Security Web Digest: Verisign Provides Fraud Protection

New subscription service helps merchants to spot illicit behavior John McCain to hold Senate hearings on DMCA subpoenas Survey says Spam and security top IT email concerns Security chip market falls short of expectation


VeriSign on Wednesday unveiled VeriSign Fraud Protection Services, a subscription-based service that helps merchants spot fraudulent online transactions. The heart of the service is a new fraud detection engine, developed by VeriSign, that uses information derived from more than $20 billion in online transactions managed by VeriSign to model different kinds of online fraud behavior, according to Trevor Healy, vice president of payment services at VeriSign. The companys announcement included a statement of support from an executive at MasterCard.
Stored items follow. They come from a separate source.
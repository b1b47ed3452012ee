#![deny(
    unsafe_code,
    missing_docs,
    dead_code,
    unused_results,
    non_snake_case,
    unreachable_pub
)]

//! Deterministic spawning system responsible for emitting pipe spawn commands.

use flappy_core::{Command, Event, GameStatus, PipeHeightRange, PipeView, Tuning};
use rand::{Rng, SeedableRng};
use rand_chacha::ChaCha8Rng;
use tracing::warn;

/// Configuration parameters required to construct the spawning system.
#[derive(Clone, Copy, Debug)]
pub struct Config {
    spawn_x: f32,
    spawn_spacing: f32,
    heights: PipeHeightRange,
    rng_seed: u64,
}

impl Config {
    /// Creates a new configuration.
    ///
    /// `heights` must be non-empty; an empty range disables spawning.
    #[must_use]
    pub const fn new(
        spawn_x: f32,
        spawn_spacing: f32,
        heights: PipeHeightRange,
        rng_seed: u64,
    ) -> Self {
        Self {
            spawn_x,
            spawn_spacing,
            heights,
            rng_seed,
        }
    }

    /// Derives the configuration from validated tuning.
    #[must_use]
    pub fn from_tuning(tuning: &Tuning) -> Self {
        Self::new(
            tuning.width as f32,
            tuning.spawn_spacing as f32,
            tuning.pipe_height_range(),
            tuning.spawn_seed,
        )
    }

    /// Left edge a pipe must fall below before the next one spawns.
    #[must_use]
    pub fn threshold(&self) -> f32 {
        self.spawn_x - self.spawn_spacing
    }
}

/// Seeded system that keeps a steady stream of pipes entering the playfield.
#[derive(Debug)]
pub struct Spawning {
    config: Config,
    rng: ChaCha8Rng,
}

impl Spawning {
    /// Creates a new spawning system using the supplied configuration.
    #[must_use]
    pub fn new(config: Config) -> Self {
        Self {
            config,
            rng: ChaCha8Rng::seed_from_u64(config.rng_seed),
        }
    }

    /// Consumes tick events and the pipe view to emit at most one spawn command.
    ///
    /// A pipe spawns when the playfield is empty or when the newest pipe's
    /// left edge fell below the spawn threshold.
    pub fn handle(
        &mut self,
        events: &[Event],
        status: GameStatus,
        pipes: &PipeView,
        out: &mut Vec<Command>,
    ) {
        if status != GameStatus::Playing {
            return;
        }

        let stepped = events
            .iter()
            .any(|event| matches!(event, Event::TimeAdvanced { .. }));
        if !stepped {
            return;
        }

        let due = pipes
            .newest()
            .map_or(true, |newest| newest.x < self.config.threshold());
        if !due {
            return;
        }

        let heights = self.config.heights;
        if heights.max() <= heights.min() {
            warn!(
                min = heights.min(),
                max = heights.max(),
                "pipe height range is empty; spawning disabled"
            );
            return;
        }

        let top_height = self.rng.gen_range(heights.min()..heights.max());
        out.push(Command::SpawnPipe { top_height });
    }
}
#![deny(
    unsafe_code,
    missing_docs,
    dead_code,
    unused_results,
    non_snake_case,
    unreachable_pub
)]

//! Pure scoring system that awards a point when a pipe scrolls past the bird.

use flappy_core::{BirdSnapshot, Command, Event, PipeView};

/// Reports whether a pipe's right edge crossed the bird's x-coordinate during
/// a single step.
///
/// The test fires on exactly one step for a pipe moving left at any positive
/// speed, so fractional speeds never skip the point.
#[must_use]
pub fn crossed(previous_right: f32, new_right: f32, bird_x: f32) -> bool {
    previous_right >= bird_x && new_right < bird_x
}

/// Stateless system that turns pipe movement into point awards.
#[derive(Debug, Default)]
pub struct Scoring;

impl Scoring {
    /// Consumes tick events and emits one `AwardPoint` per pipe that crossed
    /// the bird on this step.
    ///
    /// Pipes missing from `pipes` were despawned during the step and pipes
    /// already marked as scored are skipped.
    pub fn handle(
        &mut self,
        events: &[Event],
        bird: &BirdSnapshot,
        pipes: &PipeView,
        out: &mut Vec<Command>,
    ) {
        for event in events {
            let Event::PipeAdvanced { pipe, from_x, to_x } = *event else {
                continue;
            };
            let Some(snapshot) = pipes.get(pipe) else {
                continue;
            };
            if snapshot.scored {
                continue;
            }

            if crossed(from_x + snapshot.width, to_x + snapshot.width, bird.x) {
                out.push(Command::AwardPoint { pipe });
            }
        }
    }
}
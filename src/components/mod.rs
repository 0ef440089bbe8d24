pub mod entry_form;
pub mod entry_list;
pub mod wheel_host;
pub mod winner_banner;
Senator John McCain, chairman of the U.S. Senate Commerce, Science and Transportation Committee, on Thursday promised to hold hearings on a part of the Digital Millennium Copyright Act (DMCA) that allows copyright holders to subpoena the names of alleged copyright violators from Internet service providers without even having to talk to a judge. Senator McCain promised hearings on the issue after Senator Sam Brownback withdrew an amendment related to the DMCAs subpoena provision, tacked onto a bill reauthorizing the powers of the U.S. Federal Trade Commission. Brownbacks amendment would have required such subpoenas to be issued only when the copyright holder is engaged in a pending civil lawsuit or other court action. Right now, the DMCA allows copyright owners to subpoena personal information of suspected copyright violators through an order issued by a court clerk.


Reducing spam remains the number 1 concern for IT professionals on the e-mail front, but security and migration issues are also top priorities for 2003, according to a survey released by the Radicati Group this week. According to the survey, roughly 52 percent of the 50 responding corporations said reducing spam is mission number 1 during the next 18 months. Roughly 30 percent of the IT professionals surveyed said improving security against information leaks and hackers is another major objective in the messaging and collaboration space, while 28 percent agreed that migrating and upgrading users to new messaging software is high on the list of things to do over the next year and a half.

Network security gets a lot of lip service but can be hard to put into practice. It doesnt help that the price of a low-end switch has fallen below $40, but it can still cost an OEM $10 or more to add a security processor. But the high cost of built-in peace of mind isnt the only reason that the attach rate for specialized security processors is a paltry 7 to 27 percent, defying earlier predictions that nearly every server, switch, router and virtual private network appliance would have one. Broadcom Corp., for one, thinks chip makers themselves are partly to blame for making it hard for customers to implement hardware security. The result is that a market once projected to be worth $161 million is instead worth $27 million, according to the company, one of a handful of security IC suppliers. Broadcom this week unveiled a new line of chips, along with software and hardware reference designs that it said will shorten development times.

Internal Revenue Service employees used thousands of computers to access prohibited Web sites that included personal e-mail, sexually explicit sites and games, according to a Treasury Department investigation. Treasury investigators said the unauthorized Web surfing opens the agency to computer viruses, leads to productivity losses and requires the IRS to upgrade its telecommunications structure. It also noted the possibility of sexual harassment lawsuits. The results of the investigation disappointed lawmakers who pushed the IRS to revise its Internet policies and block access to prohibited sites after a study in 2001 showed IRS employees spent more than half their workday on the Internet for personal reasons.